● **Aim of the task**
From the records, return each line that has the word "DumpOptions" in it.
:: Records for the exercise ::
//! In-order linearization and the pre-order debug dump.
//!
//! Every walk here keeps its own stack instead of recursing, so depth is
//! bounded by heap memory rather than the call stack even if the tree were
//! ever left unbalanced.

use std::fmt;
use std::io::Write;

use smallvec::SmallVec;
use tracing::debug;

use super::{RedBlackTree, Side, WalkStack};
use crate::error::TreeError;

/// Run of spaces written in chunks for indentation.
const PADDING: &str = "                                ";

/// Formatting options for the debug dump.
///
/// # Examples
///
/// ```rust
/// use redblack::tree::{DumpOptions, RedBlackTree};
///
/// let mut tree = RedBlackTree::new();
/// tree.try_extend([2, 1, 3]).unwrap();
///
/// let dump = tree.dump_with(DumpOptions { indent_width: 2 }).to_string();
/// assert_eq!(dump, "2(B)\n  1(R)\n  3(R)\n");
/// ```
#[derive(Clone, Copy, PartialEq, Eq, Debug)]
pub struct DumpOptions {
    /// Spaces of indentation added per level of depth.
    ///
    /// Values above [`DumpOptions::MAX_INDENT_WIDTH`] are treated as
    /// `MAX_INDENT_WIDTH`.
    pub indent_width: usize,
}

impl DumpOptions {
    /// The largest per-level indentation the dump honors.
    pub const MAX_INDENT_WIDTH: usize = 1024;

    const fn effective_indent_width(self) -> usize {
        if self.indent_width > Self::MAX_INDENT_WIDTH {
            Self::MAX_INDENT_WIDTH
        } else {
            self.indent_width
        }
    }
}

impl Default for DumpOptions {
    fn default() -> Self {
        Self { indent_width: 4 }
    }
}

/// A [`Display`](fmt::Display) view of a tree's pre-order debug dump.
///
/// Created by [`RedBlackTree::dump`] and [`RedBlackTree::dump_with`]. Each
/// node is written on its own line as `key(B)` or `key(R)`, indented by its
/// depth times [`DumpOptions::indent_width`]. An empty tree prints nothing.
pub struct TreeDump<'a, K> {
    tree: &'a RedBlackTree<K>,
    options: DumpOptions,
}

impl<K: fmt::Display> fmt::Display for TreeDump<'_, K> {
    fn fmt(&self, formatter: &mut fmt::Formatter<'_>) -> fmt::Result {
        let mut stack: WalkStack<(usize, usize)> = SmallVec::new();
        stack.extend(self.tree.root.map(|root| (root, 0)));

        while let Some((index, depth)) = stack.pop() {
            let node = self.tree.node(index);
            let indent = depth.saturating_mul(self.options.effective_indent_width());
            write_indent(formatter, indent)?;
            writeln!(formatter, "{}({})", node.key, node.color.tag())?;

            // Right is pushed first so that left is printed first.
            for side in [Side::Right, Side::Left] {
                stack.extend(node.child(side).map(|child| (child, depth + 1)));
            }
        }
        Ok(())
    }
}

fn write_indent(formatter: &mut fmt::Formatter<'_>, width: usize) -> fmt::Result {
    let mut remaining = width;
    while remaining > 0 {
        let chunk = remaining.min(PADDING.len());
        formatter.write_str(&PADDING[..chunk])?;
        remaining -= chunk;
    }
    Ok(())
}

impl<K> RedBlackTree<K> {
    /// Returns a view that formats the tree as a pre-order debug dump with
    /// the default [`DumpOptions`].
    ///
    /// # Examples
    ///
    /// ```rust
    /// use redblack::tree::RedBlackTree;
    ///
    /// let mut tree = RedBlackTree::new();
    /// tree.try_extend([10, 5, 8]).unwrap();
    ///
    /// assert_eq!(tree.dump().to_string(), "8(B)\n    5(R)\n    10(R)\n");
    /// ```
    #[must_use]
    pub fn dump(&self) -> TreeDump<'_, K> {
        self.dump_with(DumpOptions::default())
    }

    /// Returns a debug dump view using the given options.
    #[must_use]
    pub const fn dump_with(&self, options: DumpOptions) -> TreeDump<'_, K> {
        TreeDump {
            tree: self,
            options,
        }
    }

    /// Returns the number of nodes on the longest root-to-leaf path.
    ///
    /// An empty tree has height 0.
    #[must_use]
    pub fn height(&self) -> usize {
        let mut stack: WalkStack<(usize, usize)> = SmallVec::new();
        stack.extend(self.root.map(|root| (root, 1)));

        let mut height = 0;
        while let Some((index, depth)) = stack.pop() {
            height = height.max(depth);
            for side in [Side::Left, Side::Right] {
                stack.extend(self.child_of(index, side).map(|child| (child, depth + 1)));
            }
        }
        height
    }

    /// Visits every node in ascending key order, stopping early when `visit`
    /// returns `false`.
    pub(super) fn walk_in_order<F>(&self, mut visit: F)
    where
        F: FnMut(usize) -> bool,
    {
        let mut stack: WalkStack<usize> = SmallVec::new();
        let mut cursor = self.root;
        loop {
            while let Some(index) = cursor {
                stack.push(index);
                cursor = self.child_of(index, Side::Left);
            }
            let Some(index) = stack.pop() else {
                return;
            };
            if !visit(index) {
                return;
            }
            cursor = self.child_of(index, Side::Right);
        }
    }
}

impl<K: Copy> RedBlackTree<K> {
    /// Writes every key into `buffer` in ascending order and returns how many
    /// keys were written.
    ///
    /// Duplicate keys appear next to each other, in insertion order.
    ///
    /// # Errors
    ///
    /// Returns [`TreeError::CapacityExceeded`] if `buffer` is shorter than
    /// [`len`](Self::len). The keys that fitted have been written, but the
    /// buffer must not be treated as a complete listing.
    ///
    /// # Complexity
    ///
    /// O(N)
    ///
    /// # Examples
    ///
    /// ```rust
    /// use redblack::error::TreeError;
    /// use redblack::tree::RedBlackTree;
    ///
    /// let mut tree = RedBlackTree::new();
    /// tree.try_extend([3, 1, 2]).unwrap();
    ///
    /// let mut buffer = [0; 4];
    /// assert_eq!(tree.to_array(&mut buffer).unwrap(), 3);
    /// assert_eq!(&buffer[..3], &[1, 2, 3]);
    ///
    /// let mut small = [0; 2];
    /// assert!(matches!(
    ///     tree.to_array(&mut small),
    ///     Err(TreeError::CapacityExceeded { required: 3, capacity: 2 })
    /// ));
    /// ```
    pub fn to_array(&self, buffer: &mut [K]) -> Result<usize, TreeError> {
        let capacity = buffer.len();
        let mut written = 0;
        let mut overflowed = false;

        self.walk_in_order(|index| {
            let Some(slot) = buffer.get_mut(written) else {
                overflowed = true;
                return false;
            };
            *slot = self.node(index).key;
            written += 1;
            true
        });

        if overflowed {
            debug!(
                required = self.length,
                capacity, "to_array buffer too small"
            );
            return Err(TreeError::CapacityExceeded {
                required: self.length,
                capacity,
            });
        }
        Ok(written)
    }

    /// Returns every key in ascending order.
    ///
    /// # Examples
    ///
    /// ```rust
    /// use redblack::tree::RedBlackTree;
    ///
    /// let mut tree = RedBlackTree::new();
    /// tree.try_extend([5, 3, 5, 1]).unwrap();
    /// assert_eq!(tree.to_vec(), vec![1, 3, 5, 5]);
    /// ```
    #[must_use]
    pub fn to_vec(&self) -> Vec<K> {
        let mut keys = Vec::with_capacity(self.length);
        self.walk_in_order(|index| {
            keys.push(self.node(index).key);
            true
        });
        keys
    }
}

impl<K: fmt::Display> RedBlackTree<K> {
    /// Writes the pre-order debug dump to `sink`.
    ///
    /// # Errors
    ///
    /// Returns [`TreeError::InvalidSink`] if `sink` is `None`, and
    /// [`TreeError::Sink`] if writing fails.
    ///
    /// # Examples
    ///
    /// ```rust
    /// use redblack::error::TreeError;
    /// use redblack::tree::RedBlackTree;
    ///
    /// let mut tree = RedBlackTree::new();
    /// tree.try_extend([1, 2]).unwrap();
    ///
    /// let mut output = Vec::new();
    /// tree.print(Some(&mut output)).unwrap();
    /// assert_eq!(String::from_utf8(output).unwrap(), "1(B)\n    2(R)\n");
    ///
    /// assert!(matches!(
    ///     tree.print(None::<&mut Vec<u8>>),
    ///     Err(TreeError::InvalidSink)
    /// ));
    /// ```
    pub fn print<W>(&self, sink: Option<&mut W>) -> Result<(), TreeError>
    where
        W: Write + ?Sized,
    {
        let Some(sink) = sink else {
            debug!("print called without a sink");
            return Err(TreeError::InvalidSink);
        };
        write!(sink, "{}", self.dump())?;
        sink.flush()?;
        Ok(())
    }
}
:::
● **Reply to the exercise**
/// use redblack::tree::{DumpOptions, RedBlackTree};
/// let dump = tree.dump_with(DumpOptions { indent_width: 2 }).to_string();
pub struct DumpOptions {
    /// Values above [`DumpOptions::MAX_INDENT_WIDTH`] are treated as
impl DumpOptions {
impl Default for DumpOptions {
/// depth times [`DumpOptions::indent_width`]. An empty tree prints nothing.
    options: DumpOptions,
    /// the default [`DumpOptions`].
        self.dump_with(DumpOptions::default())
    pub const fn dump_with(&self, options: DumpOptions) -> TreeDump<'_, K> {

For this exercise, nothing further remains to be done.